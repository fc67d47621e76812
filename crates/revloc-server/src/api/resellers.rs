//! Reseller handlers: proximity search, listing, and administrative writes.

use axum::{
    extract::{Path, State},
    http::StatusCode,
    Extension, Json,
};
use revloc_core::{cnpj, CoordinateSource, Coordinates, NewReseller, Reseller, SearchResult};
use revloc_engine::{SearchRequest, StoreError};
use serde::{Deserialize, Serialize};
use uuid::Uuid;

use crate::middleware::RequestId;

use super::{map_store_error, ApiError, ApiResponse, AppState, ResponseMeta};

#[derive(Debug, Serialize)]
pub(super) struct SearchResponse {
    pub success: bool,
    pub data: Vec<SearchResult>,
    pub total: usize,
    #[serde(skip_serializing_if = "Option::is_none")]
    pub message: Option<String>,
    pub meta: ResponseMeta,
}

#[derive(Debug, Deserialize)]
pub(super) struct CreateResellerRequest {
    pub name: String,
    pub cnpj: Option<String>,
    #[serde(default)]
    pub address: String,
    #[serde(default)]
    pub neighborhood: String,
    #[serde(default)]
    pub city: String,
    #[serde(default)]
    pub state: String,
    #[serde(default)]
    pub cep: String,
    #[serde(default)]
    pub phone: String,
    #[serde(default)]
    pub whatsapp: String,
    pub hours: Option<String>,
    pub coordinates: Coordinates,
    pub service_radius_km: Option<f64>,
    #[serde(default)]
    pub priority: i32,
}

#[derive(Debug, Deserialize)]
pub(super) struct UpdateResellerRequest {
    pub active: bool,
}

/// Search never fails on bad input: an invalid CEP is a `success: false`
/// body with a 200.
pub(super) async fn search_resellers(
    State(state): State<AppState>,
    Extension(req_id): Extension<RequestId>,
    Json(request): Json<SearchRequest>,
) -> Result<Json<SearchResponse>, ApiError> {
    let outcome = state
        .search
        .search(&request)
        .await
        .map_err(|e| {
            tracing::error!(cep = %request.cep, error = %e, "reseller search failed");
            ApiError::new(req_id.0.clone(), "internal_error", "failed to load resellers")
        })?;

    Ok(Json(SearchResponse {
        success: outcome.success,
        total: outcome.results.len(),
        data: outcome.results,
        message: outcome.message,
        meta: ResponseMeta::new(req_id.0),
    }))
}

pub(super) async fn list_resellers(
    State(state): State<AppState>,
    Extension(req_id): Extension<RequestId>,
) -> Result<Json<ApiResponse<Vec<Reseller>>>, ApiError> {
    let data = state
        .store
        .list_searchable()
        .await
        .map_err(|e| map_store_error(req_id.0.clone(), &e))?;

    Ok(Json(ApiResponse {
        data,
        meta: ResponseMeta::new(req_id.0),
    }))
}

pub(super) async fn create_reseller(
    State(state): State<AppState>,
    Extension(req_id): Extension<RequestId>,
    Json(body): Json<CreateResellerRequest>,
) -> Result<(StatusCode, Json<ApiResponse<Reseller>>), ApiError> {
    let new = validate_create(body).map_err(|msg| {
        ApiError::new(req_id.0.clone(), "validation_error", msg)
    })?;

    let created = state.store.insert_one(&new).await.map_err(|e| {
        if is_unique_violation(&e) {
            ApiError::new(
                req_id.0.clone(),
                "conflict",
                "a reseller with this CNPJ already exists",
            )
        } else {
            map_store_error(req_id.0.clone(), &e)
        }
    })?;

    tracing::info!(id = %created.id, name = %created.name, "reseller created");
    Ok((
        StatusCode::CREATED,
        Json(ApiResponse {
            data: created,
            meta: ResponseMeta::new(req_id.0),
        }),
    ))
}

pub(super) async fn update_reseller(
    State(state): State<AppState>,
    Extension(req_id): Extension<RequestId>,
    Path(id): Path<Uuid>,
    Json(body): Json<UpdateResellerRequest>,
) -> Result<Json<ApiResponse<Reseller>>, ApiError> {
    let updated = state
        .store
        .set_active(id, body.active)
        .await
        .map_err(|e| map_store_error(req_id.0.clone(), &e))?
        .ok_or_else(|| {
            ApiError::new(
                req_id.0.clone(),
                "not_found",
                format!("reseller {id} not found"),
            )
        })?;

    tracing::info!(id = %id, active = body.active, "reseller active flag updated");
    Ok(Json(ApiResponse {
        data: updated,
        meta: ResponseMeta::new(req_id.0),
    }))
}

fn validate_create(body: CreateResellerRequest) -> Result<NewReseller, String> {
    let name = body.name.trim();
    if name.is_empty() {
        return Err("name must not be empty".to_string());
    }
    if !body.coordinates.is_valid() {
        return Err("coordinates must be a valid latitude/longitude pair".to_string());
    }
    let cnpj = match body.cnpj.as_deref().map(str::trim) {
        Some(raw) if cnpj::is_present(raw) => {
            if !cnpj::validate(raw) {
                return Err(format!("invalid CNPJ: {raw}"));
            }
            Some(cnpj::normalize(raw))
        }
        _ => None,
    };
    if body.service_radius_km.is_some_and(|r| !r.is_finite() || r <= 0.0) {
        return Err("service_radius_km must be a positive number".to_string());
    }

    Ok(NewReseller {
        name: name.to_string(),
        cnpj,
        address: body.address,
        neighborhood: body.neighborhood,
        city: body.city,
        state: body.state,
        cep: body.cep,
        phone: body.phone,
        whatsapp: body.whatsapp,
        hours: body
            .hours
            .filter(|h| !h.trim().is_empty())
            .unwrap_or_else(|| revloc_core::DEFAULT_HOURS.to_string()),
        coordinates: Some(body.coordinates),
        geocoding_source: Some(CoordinateSource::Manual),
        active: true,
        data_enriched: false,
        service_radius_km: body.service_radius_km,
        priority: body.priority,
    })
}

fn is_unique_violation(error: &StoreError) -> bool {
    match error {
        StoreError::Sqlx(sqlx::Error::Database(db)) => db.is_unique_violation(),
        _ => false,
    }
}
use std::sync::Arc;

use revloc_core::{Coordinates, GeocodeSource};
use revloc_geo::testing::StaticGeocoder;
use revloc_geo::{GeocodingGateway, PostalCodeResolver};

use super::*;
use crate::fixtures::{reseller, SAO_PAULO};
use crate::testing::MemoryStore;

fn engine(store: Arc<MemoryStore>, geocoder: StaticGeocoder) -> ProximitySearchEngine {
    let gateway = GeocodingGateway::new(None, Arc::new(geocoder));
    ProximitySearchEngine::new(
        PostalCodeResolver::new(Arc::new(gateway)),
        store,
        SearchSettings::default(),
    )
}

fn offline() -> StaticGeocoder {
    StaticGeocoder::new(GeocodeSource::OpenStreetMap)
}

/// A point roughly `km` kilometers north of São Paulo's center.
fn north_of_sao_paulo(km: f64) -> Coordinates {
    Coordinates::new(SAO_PAULO.lat + km / 111.2, SAO_PAULO.lng)
}

#[tokio::test]
async fn invalid_cep_is_a_non_success_without_lookups() {
    let store = Arc::new(MemoryStore::with_records(vec![reseller("A", Some(SAO_PAULO))]));
    let geocoder = offline();
    let outcome = engine(store, geocoder)
        .search(&SearchRequest::new("123"))
        .await
        .expect("search");

    assert!(!outcome.success);
    assert!(outcome.results.is_empty());
    assert_eq!(outcome.message.as_deref(), Some(INVALID_CEP_MESSAGE));
}

#[tokio::test]
async fn unresolvable_cep_is_an_empty_success() {
    let store = Arc::new(MemoryStore::with_records(vec![reseller("A", Some(SAO_PAULO))]));
    // Prefix 99 has no regional entry and the geocoder knows nothing.
    let outcome = engine(store, offline())
        .search(&SearchRequest::new("99999-999"))
        .await
        .expect("search");

    assert!(outcome.success);
    assert!(outcome.results.is_empty());
    assert_eq!(outcome.message.as_deref(), Some(ORIGIN_NOT_FOUND_MESSAGE));
}

#[tokio::test]
async fn empty_store_reports_no_resellers() {
    let store = Arc::new(MemoryStore::new());
    let outcome = engine(store, offline())
        .search(&SearchRequest::new("01310-100"))
        .await
        .expect("search");

    assert!(outcome.success);
    assert_eq!(outcome.message.as_deref(), Some(NO_RESELLERS_MESSAGE));
}

#[tokio::test]
async fn far_resellers_only_report_none_nearby() {
    let rio = Coordinates::new(-22.9068, -43.1729);
    let store = Arc::new(MemoryStore::with_records(vec![reseller("Rio", Some(rio))]));
    let outcome = engine(store, offline())
        .search(&SearchRequest::new("01310100"))
        .await
        .expect("search");

    assert!(outcome.success);
    assert!(outcome.results.is_empty());
    assert_eq!(outcome.message.as_deref(), Some(NONE_NEARBY_MESSAGE));
}

#[tokio::test]
async fn results_are_sorted_bounded_and_exclude_inactive() {
    let mut records: Vec<_> = (0..15)
        .map(|i| reseller(&format!("R{i}"), Some(north_of_sao_paulo(f64::from(i) * 4.0))))
        .collect();
    let mut inactive = reseller("closed", Some(SAO_PAULO));
    inactive.active = false;
    records.push(inactive);
    records.push(reseller("no-coords", None));

    let store = Arc::new(MemoryStore::with_records(records));
    let geocoder = offline().with_answer("01310-100", SAO_PAULO);
    let outcome = engine(store, geocoder)
        .search(&SearchRequest::new("01310-100"))
        .await
        .expect("search");

    assert!(outcome.success);
    assert!(outcome.message.is_none());
    assert_eq!(outcome.results.len(), 10);
    assert!(outcome.results.iter().all(|r| r.distance <= 50.0));
    assert!(outcome
        .results
        .windows(2)
        .all(|w| w[0].distance <= w[1].distance));
    assert!(outcome.results.iter().all(|r| r.name != "closed"));
    assert_eq!(outcome.results[0].name, "R0");
    assert!(outcome.results[0].distance.abs() < f64::EPSILON);
}

#[tokio::test]
async fn per_request_overrides_are_sanitised() {
    let records: Vec<_> = (0..5)
        .map(|i| reseller(&format!("R{i}"), Some(north_of_sao_paulo(f64::from(i) * 10.0))))
        .collect();
    let store = Arc::new(MemoryStore::with_records(records));
    let engine = engine(store, offline().with_answer("01310-100", SAO_PAULO));

    let narrow = engine
        .search(&SearchRequest {
            cep: "01310-100".to_string(),
            max_distance_km: Some(15.0),
            limit: Some(0),
        })
        .await
        .expect("search");
    assert_eq!(narrow.results.len(), 1, "limit 0 clamps to 1");

    let bogus_radius = engine
        .search(&SearchRequest {
            cep: "01310-100".to_string(),
            max_distance_km: Some(-3.0),
            limit: Some(1000),
        })
        .await
        .expect("search");
    // Negative radius falls back to the 50 km default: 0, 10, 20, 30, 40.
    assert_eq!(bogus_radius.results.len(), 5);
}

#[tokio::test]
async fn regional_fallback_supplies_origin_when_geocoder_is_down() {
    let store = Arc::new(MemoryStore::with_records(vec![reseller("Centro", Some(SAO_PAULO))]));
    let outcome = engine(store, StaticGeocoder::failing(GeocodeSource::OpenStreetMap))
        .search(&SearchRequest::new("01001-000"))
        .await
        .expect("search");

    assert!(outcome.success);
    assert_eq!(outcome.results.len(), 1);
}

#[tokio::test]
async fn store_failure_is_the_only_error() {
    let store = Arc::new(MemoryStore::new());
    store.fail_reads();
    let result = engine(store, offline().with_answer("01310-100", SAO_PAULO))
        .search(&SearchRequest::new("01310-100"))
        .await;

    assert!(matches!(result, Err(SearchError::Persistence(_))));
}

#[test]
fn rank_keeps_input_order_for_ties() {
    let a = reseller("first", Some(north_of_sao_paulo(5.0)));
    let b = reseller("second", Some(north_of_sao_paulo(5.0)));
    let ranked = rank(SAO_PAULO, &[a, b], 50.0, 10);
    let names: Vec<_> = ranked.iter().map(|r| r.name.as_str()).collect();
    assert_eq!(names, ["first", "second"]);
}

#[test]
fn rank_skips_unknown_distances() {
    let broken = reseller("broken", Some(Coordinates::new(f64::NAN, 0.0)));
    let ranked = rank(SAO_PAULO, &[broken], f64::INFINITY, 10);
    assert!(ranked.is_empty());
}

━━━━━━━━━━━━━━━━

== GOAL OF THE EXERCISE ==
Every line in the data that holds the string "StaticGeocoder" should be copied.

== FINISHED TASK ==
use revloc_geo::testing::StaticGeocoder;
fn engine(store: Arc<MemoryStore>, geocoder: StaticGeocoder) -> ProximitySearchEngine {
fn offline() -> StaticGeocoder {
    StaticGeocoder::new(GeocodeSource::OpenStreetMap)
    let outcome = engine(store, StaticGeocoder::failing(GeocodeSource::OpenStreetMap))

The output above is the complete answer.